Working Principle of Waste Capacitor Recycling Pyrolysis Machine

Capacitor pyrolysis carbonisation treatment first employs pyrolysis technology. Waste capacitors are heated in an oxygen-depleted or oxygen-poor environment, causing their organic constituents to decompose into smaller molecules and elements at high temperatures. This process effectively converts hazardous substances into safe materials, thereby reducing pollutants directly discharged into the environment. As temperatures continue to rise, the carbonisation stage commences. The solid residues from pyrolysis undergo further high-temperature treatment, converting into stable carbon compounds. This process not only mitigates the hazardous nature of residual materials but also facilitates resource recovery. It enables the separation and recovery of metallic substances such as copper and aluminium.

Capacitor Carbonisation Pyrolysis Process Flow

First, waste capacitors are conveyed via a transport mechanism into a continuous capacitor pyrolysis furnace. The furnace constitutes a near-hermetic chamber, establishing anaerobic conditions. Capacitors undergo pyrolysis and carbonisation within this heated environment. Fumes generated during pyrolysis traverse flue ducts and pass through a fume purification system. These fumes are subsequently reintroduced into the burner for combustion, thereby heating the main furnace. This achieves a continuous cycle of heating and carbonisation.
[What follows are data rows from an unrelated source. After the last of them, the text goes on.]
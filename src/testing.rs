//! Controllable camera and transport doubles shared by the unit tests.

use std::sync::{
    atomic::{AtomicBool, AtomicUsize, Ordering},
    Arc, Mutex,
};

use anyhow::{anyhow, Result};
use chrono::Utc;
use futures::future::{BoxFuture, FutureExt};
use image::{codecs::jpeg::JpegEncoder, Rgb, RgbImage};
use tokio::sync::Semaphore;

use crate::analysis::{AnalysisTransport, Endpoint};
use crate::device::{
    CameraBackend, DeviceError, MediaStream, MediaTrack, VideoConstraints, VideoSource,
};
use crate::sampler::FramePayload;

pub(crate) fn jpeg_bytes(width: u32, height: u32) -> Vec<u8> {
    let image = RgbImage::from_pixel(width, height, Rgb([200, 30, 30]));
    let mut out = Vec::new();
    JpegEncoder::new_with_quality(&mut out, 80)
        .encode_image(&image)
        .expect("encode test jpeg");
    out
}

pub(crate) fn test_frame() -> FramePayload {
    FramePayload {
        jpeg: jpeg_bytes(16, 12),
        width: 16,
        height: 12,
        captured_at: Utc::now(),
    }
}

pub(crate) struct FakeCamera {
    opens: AtomicUsize,
    stops: Arc<AtomicUsize>,
    deny: AtomicBool,
    dimensions: (u32, u32),
}

impl FakeCamera {
    pub(crate) fn new() -> Self {
        Self::with_dimensions((64, 48))
    }

    pub(crate) fn denying() -> Self {
        let camera = Self::new();
        camera.set_deny(true);
        camera
    }

    pub(crate) fn warming_up() -> Self {
        Self::with_dimensions((0, 0))
    }

    fn with_dimensions(dimensions: (u32, u32)) -> Self {
        Self {
            opens: AtomicUsize::new(0),
            stops: Arc::new(AtomicUsize::new(0)),
            deny: AtomicBool::new(false),
            dimensions,
        }
    }

    pub(crate) fn set_deny(&self, deny: bool) {
        self.deny.store(deny, Ordering::SeqCst);
    }

    /// Successful acquisitions.
    pub(crate) fn opens(&self) -> usize {
        self.opens.load(Ordering::SeqCst)
    }

    pub(crate) fn stops(&self) -> usize {
        self.stops.load(Ordering::SeqCst)
    }
}

impl CameraBackend for FakeCamera {
    fn open(&self, _constraints: &VideoConstraints) -> Result<MediaStream, DeviceError> {
        if self.deny.load(Ordering::SeqCst) {
            return Err(DeviceError::PermissionDenied("NotAllowedError".into()));
        }
        self.opens.fetch_add(1, Ordering::SeqCst);
        Ok(MediaStream {
            tracks: vec![Arc::new(CountingTrack {
                stops: Arc::clone(&self.stops),
            })],
            video: Arc::new(SolidVideo {
                dimensions: self.dimensions,
            }),
        })
    }
}

struct CountingTrack {
    stops: Arc<AtomicUsize>,
}

impl MediaTrack for CountingTrack {
    fn label(&self) -> &str {
        "fake video"
    }

    fn stop(&self) {
        self.stops.fetch_add(1, Ordering::SeqCst);
    }
}

struct SolidVideo {
    dimensions: (u32, u32),
}

impl VideoSource for SolidVideo {
    fn dimensions(&self) -> (u32, u32) {
        self.dimensions
    }

    fn latest_frame(&self) -> Option<RgbImage> {
        let (width, height) = self.dimensions;
        if width == 0 || height == 0 {
            return None;
        }
        Some(RgbImage::from_pixel(width, height, Rgb([40, 80, 120])))
    }
}

#[derive(Clone)]
enum Reply {
    Body(Vec<u8>),
    Fail(String),
}

/// One scripted endpoint. While held, requests park until released.
struct Channel {
    reply: Mutex<Reply>,
    calls: AtomicUsize,
    held: AtomicBool,
    gate: Semaphore,
}

impl Channel {
    fn new(reply: Reply) -> Self {
        Self {
            reply: Mutex::new(reply),
            calls: AtomicUsize::new(0),
            held: AtomicBool::new(false),
            gate: Semaphore::new(0),
        }
    }

    async fn respond(&self) -> Result<Vec<u8>> {
        self.calls.fetch_add(1, Ordering::SeqCst);
        if self.held.load(Ordering::SeqCst) {
            self.gate
                .acquire()
                .await
                .map_err(|err| anyhow!("gate closed: {err}"))?
                .forget();
        }
        let reply = self.reply.lock().expect("reply lock").clone();
        match reply {
            Reply::Body(body) => Ok(body),
            Reply::Fail(reason) => Err(anyhow!(reason)),
        }
    }

    fn set(&self, reply: Reply) {
        *self.reply.lock().expect("reply lock") = reply;
    }
}

pub(crate) struct FakeTransport {
    metrics: Channel,
    overlay: Channel,
}

impl FakeTransport {
    pub(crate) fn new() -> Self {
        Self {
            metrics: Channel::new(Reply::Body(
                br#"{"score": 80, "grade": "B", "issues": [], "recommendations": [], "angles": {}}"#
                    .to_vec(),
            )),
            overlay: Channel::new(Reply::Body(jpeg_bytes(32, 24))),
        }
    }

    pub(crate) fn reply_metrics_json(&self, body: &str) {
        self.metrics.set(Reply::Body(body.as_bytes().to_vec()));
    }

    pub(crate) fn fail_metrics(&self, reason: &str) {
        self.metrics.set(Reply::Fail(reason.to_string()));
    }

    pub(crate) fn reply_overlay(&self, body: Vec<u8>) {
        self.overlay.set(Reply::Body(body));
    }

    pub(crate) fn fail_overlay(&self, reason: &str) {
        self.overlay.set(Reply::Fail(reason.to_string()));
    }

    pub(crate) fn hold_metrics(&self) {
        self.metrics.held.store(true, Ordering::SeqCst);
    }

    pub(crate) fn release_metrics(&self) {
        self.metrics.held.store(false, Ordering::SeqCst);
        self.metrics.gate.add_permits(16);
    }

    pub(crate) fn hold_overlay(&self) {
        self.overlay.held.store(true, Ordering::SeqCst);
    }

    pub(crate) fn release_overlay(&self) {
        self.overlay.held.store(false, Ordering::SeqCst);
        self.overlay.gate.add_permits(16);
    }

    pub(crate) fn metrics_calls(&self) -> usize {
        self.metrics.calls.load(Ordering::SeqCst)
    }

    pub(crate) fn overlay_calls(&self) -> usize {
        self.overlay.calls.load(Ordering::SeqCst)
    }
}

impl AnalysisTransport for FakeTransport {
    fn post_frame<'a>(
        &'a self,
        endpoint: Endpoint,
        _frame: &'a FramePayload,
    ) -> BoxFuture<'a, Result<Vec<u8>>> {
        match endpoint {
            Endpoint::MetricsJson => self.metrics.respond().boxed(),
            Endpoint::Overlay => self.overlay.respond().boxed(),
        }
    }

    fn get_health(&self) -> BoxFuture<'_, Result<Vec<u8>>> {
        async { Ok(br#"{"status": "ok", "message": "PhysioLens API is running"}"#.to_vec()) }
            .boxed()
    }
}

/// Polls `check` until it holds, failing the test after two seconds.
pub(crate) async fn eventually<F, Fut>(what: &str, mut check: F)
where
    F: FnMut() -> Fut,
    Fut: std::future::Future<Output = bool>,
{
    for _ in 0..200 {
        if check().await {
            return;
        }
        tokio::time::sleep(std::time::Duration::from_millis(10)).await;
    }
    panic!("timed out waiting for {what}");
}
During the initial carbonisation phase, plastics and rubber undergo pyrolytic carbonisation. Capacitor oil reaches a state of vaporisation. The combustible gases produced during pyrolysis achieve normal combustion. Upon completion of carbonisation and pyrolysis, pure aluminium and carbon powder are ultimately obtained. Screening machines and crushers are then employed. Magnetic separation isolates the aluminium and carbon powder, while magnetic separation removes iron from the mixed material.
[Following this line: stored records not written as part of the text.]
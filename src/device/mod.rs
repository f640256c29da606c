pub mod manager;
pub mod pattern;
pub mod state;

pub use manager::{
    CameraBackend, DeviceManager, MediaStream, MediaTrack, StreamHandle, VideoFeed, VideoSource,
};
pub use pattern::PatternCamera;
pub use state::{DeviceError, DeviceState, FacingMode, VideoConstraints};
Continuous Capacitor Pyrolysis Furnace

Advantages of Capacitor Carbonisation and Pyrolysis

Resource Recovery: Metals within waste capacitors can be effectively recovered. Particularly during the carbonisation stage, separation of metals from other substances becomes significantly more efficient. This resource recycling opens up greater possibilities.
Efficient Energy Utilisation: Energy released during re-pyrolysis can be recovered and reused, enhancing overall process energy efficiency. The carbon material produced after pyrolysis and carbonisation possesses high commercial value and diverse applications.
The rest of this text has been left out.